- Нет, Капа, сделаю. Чувствую, что сделаю. Вот прямо не могу, во мне что-то так и ходит, так и бродит. Мама говорит, что это у нас кровь такая шалая. - Зойка огляделась и потянула меня за угол плетня. - Я уж сделала. Тарелку разбила. Мама пока не знает. Помнишь, ту, с золотой каемочкой?
- С виноградом?
- Я давно ждала, что она разобьется. Я чувствовала, что она разобьется. Я все до единого осколочка подобрала и спрятала. Красивые. Хочешь, я поделюсь с тобой?
- Нет, Зойк, не надо.
Зойка бы и еще поболтала, но мне некогда было ее слушать, я отвернулась и побежала домой. Бежала и с затаенной радостью смотрела на чердачное окно Настасьиного дома.
Жди, Шурка. Жди.
Мама сидела за столом. Мы пообедали. От похлебки я отказалась, картофельника немного поела.
Я не солощая на еду. Мама ругается, а иногда подшучивает надо мной. Говорит, что я ем ровно столько, сколько надо, чтобы не умереть. Неправда. Когда мы играем в догонялышки или в "третий лишний", за мной никто не может угнаться. И в работе я шустрая. Мне легко.

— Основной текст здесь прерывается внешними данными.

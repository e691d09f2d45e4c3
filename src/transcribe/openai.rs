// OpenAI Whisper command-line backend

use async_trait::async_trait;
use serde::{Deserialize, Serialize};
use std::path::Path;
use std::time::Duration;
use tokio::process::Command;
use tracing::{debug, info};

use super::common::{check_segment_order, read_json_output, validate_language, TranscriptionMapper};
use super::{TranscriberTrait, TranscriptionRequest};
use crate::config::{TimeoutConfig, TranscriberConfig};
use crate::error::{Result, Stage, SubburnError};
use crate::process::run_with_timeout;
use crate::subtitle::TimedSegment;

/// OpenAI Whisper JSON output format
#[derive(Debug, Clone, Serialize, Deserialize)]
pub struct OpenAIWhisperOutput {
    #[serde(default)]
    pub text: String,
    pub segments: Vec<OpenAIWhisperSegment>,
    pub language: Option<String>,
}

#[derive(Debug, Clone, Serialize, Deserialize)]
pub struct OpenAIWhisperSegment {
    pub id: u64,
    pub start: f64,
    pub end: f64,
    pub text: String,
    pub avg_logprob: Option<f64>,
    pub no_speech_prob: Option<f64>,
}

pub struct OpenAIWhisperMapper;

impl TranscriptionMapper<OpenAIWhisperOutput> for OpenAIWhisperMapper {
    fn to_segments(whisper_output: OpenAIWhisperOutput) -> Result<Vec<TimedSegment>> {
        Ok(whisper_output
            .segments
            .into_iter()
            .map(|seg| TimedSegment::new(seg.start, seg.end, seg.text))
            .collect())
    }
}

pub struct OpenAITranscriber {
    config: TranscriberConfig,
    timeouts: TimeoutConfig,
}

impl OpenAITranscriber {
    pub fn new(config: TranscriberConfig, timeouts: TimeoutConfig) -> Self {
        Self { config, timeouts }
    }

    fn build_command(&self, audio_path: &Path, request: &TranscriptionRequest, output_dir: &Path) -> Command {
        let mut cmd = Command::new(&self.config.binary_path);
        cmd.arg(audio_path)
            .arg("--model")
            .arg(&self.config.model)
            .arg("--task")
            .arg(request.task.as_str())
            .arg("--language")
            .arg(&request.language)
            .arg("--temperature")
            .arg(self.config.temperature.to_string())
            .arg("--output_format")
            .arg("json")
            .arg("--output_dir")
            .arg(output_dir);
        cmd
    }
}

#[async_trait]
impl TranscriberTrait for OpenAITranscriber {
    async fn transcribe(&self, audio_path: &Path, request: &TranscriptionRequest) -> Result<Vec<TimedSegment>> {
        validate_language(&request.language)?;
        info!(
            "Running whisper ({}, {}) on {} with model {}",
            request.task.as_str(),
            request.language,
            audio_path.display(),
            self.config.model
        );

        // whisper writes <stem>.json into the output directory
        let temp_dir = tempfile::tempdir()
            .map_err(|e| SubburnError::transcription(format!("Failed to create temp directory: {}", e)))?;

        let cmd = self.build_command(audio_path, request, temp_dir.path());
        run_with_timeout(cmd, Stage::Transcription, "whisper", self.timeouts.transcribe()).await?;

        let audio_stem = audio_path
            .file_stem()
            .ok_or_else(|| SubburnError::transcription("Invalid audio filename"))?;
        let json_file = temp_dir.path().join(format!("{}.json", audio_stem.to_string_lossy()));

        let output: OpenAIWhisperOutput = read_json_output(&json_file)?;
        debug!("Whisper detected language: {:?}", output.language);

        let segments = OpenAIWhisperMapper::to_segments(output)?;
        check_segment_order(&segments);
        info!("Transcription produced {} segments", segments.len());
        Ok(segments)
    }

    async fn check_availability(&self) -> Result<()> {
        let mut cmd = Command::new(&self.config.binary_path);
        cmd.arg("--help");

        run_with_timeout(cmd, Stage::Transcription, "whisper --help", Duration::from_secs(30))
            .await
            .map_err(|e| {
                SubburnError::Config(format!(
                    "OpenAI Whisper not available (install with `pip install openai-whisper`): {}",
                    e
                ))
            })?;

        info!("OpenAI Whisper command-line tool is available");
        Ok(())
    }
}
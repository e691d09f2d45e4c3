//! HTTP server wiring

use axum::{
    extract::DefaultBodyLimit,
    routing::get,
    Router,
};
use std::sync::Arc;
use tower::ServiceBuilder;
use tower_http::trace::TraceLayer;
use tracing::info;

use super::handlers;
use crate::config::Config;
use crate::error::Result;
use crate::jobs::JobManager;

/// Shared application state
#[derive(Clone)]
pub struct AppState {
    pub jobs: JobManager,
    pub config: Arc<Config>,
}

/// Build the application router
pub fn router(state: AppState) -> Router {
    let body_limit = state.config.server.max_upload_mb.saturating_mul(1024 * 1024);

    Router::new()
        .route("/", get(handlers::index))
        .route("/health", get(handlers::health))
        .route("/jobs", get(handlers::list_jobs).post(handlers::create_job))
        .route("/jobs/:id", get(handlers::job_status))
        .route("/jobs/:id/subtitles", get(handlers::download_subtitles))
        .route("/jobs/:id/video", get(handlers::download_video))
        .layer(DefaultBodyLimit::max(body_limit))
        .with_state(state)
        .layer(ServiceBuilder::new().layer(TraceLayer::new_for_http()))
}

/// Bind to the configured address and serve until the process exits
pub async fn start_http_server(state: AppState) -> Result<()> {
    let address = format!("{}:{}", state.config.server.host, state.config.server.port);
    let app = router(state);

    let listener = tokio::net::TcpListener::bind(&address).await?;
    info!("Listening on http://{}", address);

    axum::serve(listener, app).await?;
    Ok(())
}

Пока мама убирала со стола и мыла посуду, я и в комнате и в сенях подмела.
Прибежала Нюрка, дверь настежь распахнула:
- Капа!
И села на приступки.
- Ты знаешь... У Настасьи на чердаке кто-то есть. Иду я, гляжу, а оттуда кто-то выглядывает. Черный, лохматый.
- Тише, тише, Нюрк. - Я подсела к ней и нарочно тревожно шепнула: Там гроб.
Нюрка выпучила глаза.
- И покойник в нем водится?!
- Водится. Страшный, волосы длинные. Зубы большущие.
Я изо всех сил старалась напугать Нюрку, чтоб она не вздумала лезть на чердак, а Нюрка радостно сказала:
- Ой, Капа! Пойдем поглядим.
Напугала!
Теперь от нее не отвяжешься. И дома оставлять нельзя. Всех девчонок приведет к Настасьиной избе на покойника смотреть. Пришлось мне уговаривать маму взять и Нюрку с собой на ферму. Нюрка захныкала.
- Ничего, доченька, ты уж большая. Пора к работе привыкать.
Но Нюрке к работе привыкать вовсе не хотелось. Когда мы пришли в телятник и она узнала, что ей придется вычистить три хлева, она заявила мне:
- Если ты не поможешь мне, я скажу маме, что у тебя есть покойник.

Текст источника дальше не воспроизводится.